Pocock later adapted some of the Waverley novels as operatic dramas. On 12 March 1818 his Rob Roy Macgregor, or Auld Lang Syne, an operatic drama in three acts, was first played at Covent Garden. William Charles Macready took the title role, John Liston played Baillie Nicol Jarvie, and Miss Stephens Di Vernon. It was acted 34 times. It was played at Bath, for Farren's benefit, on 15 April 1815, when James Prescott Warde was successful as Rob Roy. In the revival of the following year Farren took Liston's place as the Baillie. This play and Pocock's John of Paris were given together at Bath on the occasion of Warde's farewell to the stage, on 5 June 1820. James William Wallack played in Rob Roy at Drury Lane in January 1826; and Madame Vestris impersonated Di Vernon at the Haymarket in October 1824. The play was published in 1818. Montrose, or the Children of the Mist, three acts, produced at Covent Garden on 14 February 1822, was not so successful, though it was played 19 or 20 times. Liston appeared as Dugald Dalgetty. "Woodstock", five acts, first acted on 20 May 1826, was a comparative failure, though the cast included Charles Kemble and Farren. Peveril of the Peak, three acts, produced on 21 October of the same year, was acted nine times. The Antiquary was also unsuccessful. Home, Sweet Home, or the Ranz des Vaches, a musical entertainment with the music by Henry Bishop, was produced at Covent Garden on 19 March 1829, with Madame Vestris and Keeley in the cast.
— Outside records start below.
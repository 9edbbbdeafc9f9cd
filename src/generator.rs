//! The external language-generation service.
//!
//! Creative work (grammar, phonetics, vocabulary, letter shapes) is
//! delegated to a chat-completion model behind the [`LanguageGenerator`]
//! trait; [`OpenAiGenerator`] is the production implementation. One request
//! in, one completion out — no retries, no streaming.

use async_trait::async_trait;
use serde::{Deserialize, Serialize};

use crate::{
    language::{self, LanguageResult},
    GlossforgeError,
};

pub const DEFAULT_MODEL: &str = "gpt-4o-mini";
pub const DEFAULT_API_BASE: &str = "https://api.openai.com";

const SYSTEM_PROMPT: &str = r#"You are an expert conlanger (constructed language designer) and linguist. Your task is to generate a complete, logically consistent constructed language (conlang) based on the user's description and vibe.

You MUST respond with a single valid JSON object (no markdown, no code fence). The JSON must have exactly this structure:

{
  "grammar": {
    "word_order": "string (e.g. SOV, SVO)",
    "noun_cases": ["list", "of", "cases"],
    "verb_conjugation": "short description",
    "phonotactics": "rules for syllable structure (e.g. (C)V(C))",
    "pluralization": "how plurals are formed",
    "other_rules": "any other key grammatical rules"
  },
  "phonetics": {
    "vowels": "list or description of vowels",
    "consonants": "list or description of consonants",
    "stress": "stress pattern description",
    "allophony": "brief allophony notes if relevant"
  },
  "dictionary": {
    "word_1": "translation_1",
    "word_2": "translation_2"
  },
  "alphabet_mapping": {
    "A": "glyph_description",
    "B": "glyph_description"
  }
}

CRITICAL RULES for alphabet_mapping:
- Include mappings for A-Z (Latin uppercase). You may also include a-z if the language uses distinct lowercase.
- Each value (glyph_description) MUST be exactly one of these keywords: "circle", "line", "loop", "angle", "curve", "dot", "cross", "wave".
- Use these keywords to describe the visual style of each letter in the new script (e.g. "elvish" might use many "curve" and "wave", "dwarven" might use "angle" and "line").
- Do not use any other words - only the keywords above.

For dictionary: generate at least 15-25 basic vocabulary items (nouns, verbs, adjectives, numbers, common words) that fit the vibe and phonotactics. Keys are words in the new language, values are English translations.

Be creative but consistent. The language must feel coherent and match the requested vibe."#;

/// What the user asked for, as handed to the generation service.
#[derive(Debug, Clone)]
pub struct ConlangPrompt {
    pub name: String,
    pub vibe: String,
    pub description: String,
    pub complexity: u8,
}

#[async_trait]
pub trait LanguageGenerator: Send + Sync {
    async fn generate(&self, prompt: &ConlangPrompt) -> Result<LanguageResult, GlossforgeError>;
}

/// Chat-completions client for any OpenAI-compatible endpoint.
///
/// The API key is read from `OPENAI_API_KEY` at request time, so the server
/// can start without credentials and fail per request instead.
pub struct OpenAiGenerator {
    client: reqwest::Client,
    model: String,
    api_base: String,
}

impl OpenAiGenerator {
    pub fn from_env() -> Self {
        OpenAiGenerator {
            client: reqwest::Client::new(),
            model: std::env::var("GLOSSFORGE_MODEL").unwrap_or_else(|_| DEFAULT_MODEL.to_string()),
            api_base: std::env::var("OPENAI_BASE_URL")
                .unwrap_or_else(|_| DEFAULT_API_BASE.to_string()),
        }
    }

    fn api_key() -> Result<String, GlossforgeError> {
        match std::env::var("OPENAI_API_KEY") {
            Ok(key) if !key.trim().is_empty() => Ok(key),
            _ => Err(GlossforgeError::MissingApiKey),
        }
    }

    fn user_prompt(prompt: &ConlangPrompt) -> String {
        format!(
            "Create a conlang with these specifications:\n\n\
             Name: {}\n\
             Vibe / aesthetic: {}\n\
             Phonetic / style description: {}\n\
             Complexity (1-10): {}\n\n\
             Generate the full JSON object with grammar, phonetics, dictionary (15-25 words), \
             and alphabet_mapping for A-Z using only the allowed glyph_description keywords: \
             circle, line, loop, angle, curve, dot, cross, wave.",
            prompt.name, prompt.vibe, prompt.description, prompt.complexity
        )
    }
}

#[derive(Serialize)]
struct ChatRequest<'a> {
    model: &'a str,
    messages: Vec<ChatMessage<'a>>,
    temperature: f32,
}

#[derive(Serialize)]
struct ChatMessage<'a> {
    role: &'a str,
    content: &'a str,
}

#[derive(Deserialize)]
struct ChatCompletion {
    #[serde(default)]
    choices: Vec<ChatChoice>,
}

#[derive(Deserialize)]
struct ChatChoice {
    message: ChatChoiceMessage,
}

#[derive(Deserialize)]
struct ChatChoiceMessage {
    content: Option<String>,
}

#[async_trait]
impl LanguageGenerator for OpenAiGenerator {
    async fn generate(&self, prompt: &ConlangPrompt) -> Result<LanguageResult, GlossforgeError> {
        let key = Self::api_key()?;
        let url = format!(
            "{}/v1/chat/completions",
            self.api_base.trim_end_matches('/')
        );
        let user_prompt = Self::user_prompt(prompt);
        let request = ChatRequest {
            model: &self.model,
            messages: vec![
                ChatMessage {
                    role: "system",
                    content: SYSTEM_PROMPT,
                },
                ChatMessage {
                    role: "user",
                    content: &user_prompt,
                },
            ],
            temperature: 0.8,
        };

        log::info!(
            "Requesting conlang '{}' from model {}",
            prompt.name,
            self.model
        );
        let response = self
            .client
            .post(&url)
            .bearer_auth(&key)
            .json(&request)
            .send()
            .await?;

        if !response.status().is_success() {
            let status = response.status();
            let body = response.text().await.unwrap_or_default();
            log::error!("Generation service returned {status}");
            return Err(GlossforgeError::Generation(format!(
                "generation service returned {status}: {body}"
            )));
        }

        let completion: ChatCompletion = response.json().await?;
        let content = completion
            .choices
            .into_iter()
            .next()
            .and_then(|choice| choice.message.content)
            .map(|content| content.trim().to_string())
            .filter(|content| !content.is_empty())
            .ok_or(GlossforgeError::EmptyResponse)?;

        language::parse_language_result(&content)
    }
}
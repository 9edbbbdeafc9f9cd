#![deny(clippy::unwrap_used, clippy::expect_used)]

mod compile;
mod error;
mod font;
mod glyph;
mod language;
mod outline;

#[cfg(feature = "server")]
pub mod generator;
#[cfg(feature = "server")]
pub mod server;

pub use crate::{
    error::GlossforgeError,
    font::{build_font, sanitize_family_name, ScriptFont},
    glyph::Glyph,
    language::{parse_language_result, strip_code_fence, Grammar, LanguageResult, Phonetics},
    outline::{outline_for, ShapeKeyword, GLYPH_SIZE, UNITS_PER_EM},
};
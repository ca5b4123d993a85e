

// Solver tests
mod backward_chaining;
Besides these plays, Pocock wrote The Heir of Veroni and The Libertine, operas, in 1817, Husbands and Wives, a farce in 1817, The Robber's Wife, a romantic drama in two acts, adapted from the German in 1829 with music by F. Ries, The Corporal's Wedding, a farce in 1830, The Omnibus, an interlude, in 1831, Country Quarters and The Clutterbucks, farces in 1832, Scan Mag, a farce in 1833, The Ferry and the Mill, a melodrama in 1833, and King Arthur and the Knights of the Round Table, a Christmas equestrian spectacle in 1834–1835. ‘The Night Patrol, a farce, and Cavaliers and Roundheads, an adaptation of Old Mortality, were played posthumously.

==Family==
Pocock married Louisa Hime in 1812. They had one son, Isaac John Innes Pocock (28 July 1819 – 28 May 1886), who was educated at Eton and Merton College, Oxford (B.A. in 1842), and called to the bar on 19 November 1847. In 1872 he privately published Franklin, and Other Poems. He married, on 4 April 1850, Louisa, second daughter of Benjamin Currey.